Khojaly (Xocalı, ; Խոջալու) is a town in the Khojaly District of Azerbaijan, in the region of Nagorno-Karabakh.

The town was the second largest Azerbaijani town in the former Nagorno-Karabakh Autonomous Oblast until the mass killing and exodus of its Azerbaijani population during the First Nagorno-Karabakh War.

Stepanakert Airport is located to the immediate south of the town.

== Toponymy ==
The Azerbaijani name of the town, Khojaly, derives from khoja (xoca), which is the Azerbaijani spelling of the Persian word khawaja, meaning master.

In 2001 the settlement was renamed Ivanyan (Իվանյան) by Artsakh, after the late general of the Artsakh Defence Army, Kristapor Ivanyan.

== History ==
According to the 1910 publication of the Caucasian Calendar, Khojaly had 184 Tatar (i.e. Azerbaijani) inhabitants in 1908. In the 1912 publication, Khojaly had 172 Tatar and 52 Russian inhabitants.

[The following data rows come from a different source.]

//! Shared resources of a detection run.

use std::sync::Arc;

use crate::analysis::{BrowserDriver, DynamicAnalyzer};
use crate::config::Config;
use crate::confidence::Merger;
use crate::error_handling::{ConfigurationError, ProcessingStats};
use crate::fetch::{DomainStatsTracker, Fetcher, HttpGet, RetryPolicy};
use crate::initialization::init_semaphore;
use crate::registry::Registry;

/// Everything a worker needs to process one URL.
///
/// Built once per run, validated before the first URL, and shared read-only
/// through an `Arc`. The only state mutated across workers is the fetcher's
/// domain statistics and the processing counters.
pub struct RunContext {
    pub config: Config,
    pub registry: Arc<Registry>,
    pub fetcher: Fetcher,
    /// `None` when dynamic analysis is off or no browser could be provided.
    pub dynamic: Option<DynamicAnalyzer>,
    pub merger: Merger,
    pub stats: Arc<ProcessingStats>,
}

impl RunContext {
    /// Assembles a run from its collaborators.
    ///
    /// With `use_dynamic_analysis` on and no `browser`, every URL records a failed
    /// dynamic pass and falls back to static-only verdicts.
    pub fn new(
        config: Config,
        registry: Arc<Registry>,
        http: Arc<dyn HttpGet>,
        browser: Option<Arc<dyn BrowserDriver>>,
    ) -> Result<Self, ConfigurationError> {
        config.validate()?;
        if registry.is_empty() {
            return Err(ConfigurationError::EmptyRegistry);
        }

        let domains = Arc::new(DomainStatsTracker::new(config.adaptive_timeout()));
        let fetcher = Fetcher::new(http, domains, RetryPolicy::from(&config));

        let dynamic = match (config.use_dynamic_analysis, browser) {
            (true, Some(driver)) => Some(DynamicAnalyzer::new(
                driver,
                init_semaphore(config.max_browser_contexts),
                config.wait_increment,
            )),
            _ => None,
        };

        Ok(Self {
            merger: Merger::new(config.calibration.clone()),
            config,
            registry,
            fetcher,
            dynamic,
            stats: Arc::new(ProcessingStats::new()),
        })
    }
}
//! Detector plugin contract and the signature-driven implementation used by every built-in tag.

use std::sync::LazyLock;

use regex::Regex;

use crate::error_handling::PluginError;
use crate::models::{DetectionMethod, DomSnapshot, Evidence, LoadingMethod, NetworkRequest, ScriptRef};
use crate::registry::pattern::TagPattern;

/// Longest matched value kept in an evidence item.
const MAX_EVIDENCE_VALUE_LEN: usize = 200;

/// Capability set every tag type implements.
///
/// Plugins are registered by name in the registry and receive their own pattern
/// bundle on every call. They must not share state across calls.
pub trait DetectorPlugin: Send + Sync {
    fn name(&self) -> &str;

    fn version(&self) -> &str;

    /// Inspects fetched markup and the scripts extracted from it.
    fn detect_static(
        &self,
        html: &str,
        scripts: &[ScriptRef],
        pattern: &TagPattern,
    ) -> Result<Evidence, PluginError>;

    /// Inspects activity captured by the browser.
    fn detect_dynamic(
        &self,
        requests: &[NetworkRequest],
        console_logs: &[String],
        dom: &DomSnapshot,
        pattern: &TagPattern,
    ) -> Result<Evidence, PluginError>;
}

pub(crate) fn compile_regex_unsafe(pattern: &str, context: &str) -> Regex {
    Regex::new(pattern).unwrap_or_else(|e| {
        panic!(
            "Failed to compile regex pattern '{}' in {}: {}. This is a programming error.",
            pattern, context, e
        )
    })
}

static NOSCRIPT_BLOCK: LazyLock<Regex> = LazyLock::new(|| {
    compile_regex_unsafe(r"(?is)<noscript\b[^>]*>.*?</noscript\s*>", "NOSCRIPT_BLOCK")
});

/// Markup with `<noscript>` blocks removed, so fallback-only IDs stay noscript evidence.
pub(crate) fn strip_noscript(html: &str) -> std::borrow::Cow<'_, str> {
    NOSCRIPT_BLOCK.replace_all(html, " ")
}

fn clip(value: &str) -> String {
    let value = value.trim();
    if value.len() <= MAX_EVIDENCE_VALUE_LEN {
        return value.to_string();
    }
    let mut cut = MAX_EVIDENCE_VALUE_LEN;
    while !value.is_char_boundary(cut) {
        cut -= 1;
    }
    format!("{}…", &value[..cut])
}

/// Plugin driven entirely by its pattern bundle.
///
/// All built-in tags use this; they differ only in name and signatures.
#[derive(Debug, Clone)]
pub struct SignaturePlugin {
    name: String,
    version: String,
}

impl SignaturePlugin {
    pub fn new(name: impl Into<String>, version: impl Into<String>) -> Self {
        Self {
            name: name.into(),
            version: version.into(),
        }
    }
}

impl DetectorPlugin for SignaturePlugin {
    fn name(&self) -> &str {
        &self.name
    }

    fn version(&self) -> &str {
        &self.version
    }

    fn detect_static(
        &self,
        html: &str,
        scripts: &[ScriptRef],
        pattern: &TagPattern,
    ) -> Result<Evidence, PluginError> {
        let weights = &pattern.weights;
        let mut evidence = Evidence::builder();
        let markup = strip_noscript(html);

        if let Some(regex) = &pattern.container_id {
            for caps in regex.captures_iter(&markup) {
                let id = pattern.identifier(&caps);
                let value = id.clone().unwrap_or_default();
                evidence.hit_with_id(DetectionMethod::ContainerId, value, weights.container_id, id);
            }
        }

        if let Some(regex) = &pattern.script_url {
            for src in scripts.iter().filter_map(|s| s.src.as_deref()) {
                if let Some(caps) = regex.captures(src) {
                    // A bare URL match carries no identifier.
                    let id = if caps.len() > 1 {
                        pattern.identifier(&caps)
                    } else {
                        None
                    };
                    evidence
                        .hit_with_id(DetectionMethod::ScriptUrl, clip(src), weights.script_url, id)
                        .loading(LoadingMethod::DirectScript);
                }
            }
        }

        let inline: String = scripts
            .iter()
            .filter(|s| !s.content.is_empty())
            .map(|s| s.content.as_str())
            .collect::<Vec<_>>()
            .join("\n");

        for regex in &pattern.inline_calls {
            if let Some(found) = regex.find(&inline) {
                evidence.hit(DetectionMethod::InlineCall, clip(found.as_str()), weights.inline_call);
            }
        }

        if let Some(regex) = &pattern.async_loader {
            if let Some(found) = regex.find(&markup) {
                evidence
                    .hit(DetectionMethod::InlineCall, clip(found.as_str()), weights.inline_call)
                    .loading(LoadingMethod::AsyncFunction);
            }
        }

        if let Some(regex) = &pattern.dynamic_insertion {
            if regex.is_match(&inline) {
                evidence
                    .hit(
                        DetectionMethod::DynamicInsertion,
                        format!("createElement('script') loading {}", pattern.tag),
                        weights.dynamic_insertion,
                    )
                    .loading(LoadingMethod::DynamicInsertion);
            }
        }

        if let Some(regex) = &pattern.noscript {
            for caps in regex.captures_iter(html) {
                let id = if caps.len() > 1 {
                    pattern.identifier(&caps)
                } else {
                    None
                };
                let value = id.clone().unwrap_or_else(|| "noscript fallback".to_string());
                evidence.hit_with_id(DetectionMethod::Noscript, value, weights.noscript, id);
            }
        }

        Ok(evidence.build())
    }

    fn detect_dynamic(
        &self,
        requests: &[NetworkRequest],
        console_logs: &[String],
        dom: &DomSnapshot,
        pattern: &TagPattern,
    ) -> Result<Evidence, PluginError> {
        let weights = &pattern.weights;
        let mut evidence = Evidence::builder();

        if !pattern.request_hosts.is_empty() {
            for request in requests {
                let lower = request.url.to_lowercase();
                if pattern.request_hosts.iter().any(|host| lower.contains(host)) {
                    let id = pattern
                        .request_id
                        .as_ref()
                        .and_then(|regex| regex.captures(&request.url))
                        .and_then(|caps| pattern.identifier(&caps));
                    evidence
                        .hit_with_id(
                            DetectionMethod::NetworkRequest,
                            clip(&request.url),
                            weights.network_request,
                            id,
                        )
                        .loading(LoadingMethod::JavascriptExecution);
                }
            }
        }

        for global in &pattern.globals {
            if dom.has_global(global) {
                evidence.hit(DetectionMethod::GlobalObject, global.clone(), weights.global_object);
            }
        }

        if !pattern.console_keywords.is_empty() {
            for line in console_logs {
                let lower = line.to_lowercase();
                if pattern.console_keywords.iter().any(|k| lower.contains(k)) {
                    evidence.hit(DetectionMethod::ConsoleMessage, clip(line), weights.console_message);
                }
            }
        }

        if !pattern.dom_markers.is_empty() {
            let rendered = strip_noscript(&dom.html);
            for regex in &pattern.dom_markers {
                if let Some(caps) = regex.captures(&rendered) {
                    let id = pattern.identifier(&caps);
                    let value = id.clone().unwrap_or_default();
                    evidence.hit_with_id(DetectionMethod::RenderedDom, value, weights.rendered_dom, id);
                }
            }
        }

        Ok(evidence.build())
    }
}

During the Soviet period, Khojaly was a village in the Askeran District of the Nagorno-Karabakh Autonomous Oblast.

=== First Nagorno-Karabakh War ===

As the First Nagorno-Karabakh War started, the Azerbaijani government began to implement a plan to create a new district center. From 1988 to 1990 the population of Khojaly increased from 2,135 to 6,000 residents, mostly consisting of immigrants from Soviet Central Asia (including more than 2,000 Meskhetian Turks) and immigrants from Armenia (about 2,000). In April 1990 the Azerbaijani government abolished the Nagorno-Karabakh Autonomous Oblast and its internal divisions. Khojaly was given city status and became the regional center for the newly created Khojaly District composed of the former Askeran District and part of the Martuni District. The town had 6,300 Azerbaijani inhabitants in 1991.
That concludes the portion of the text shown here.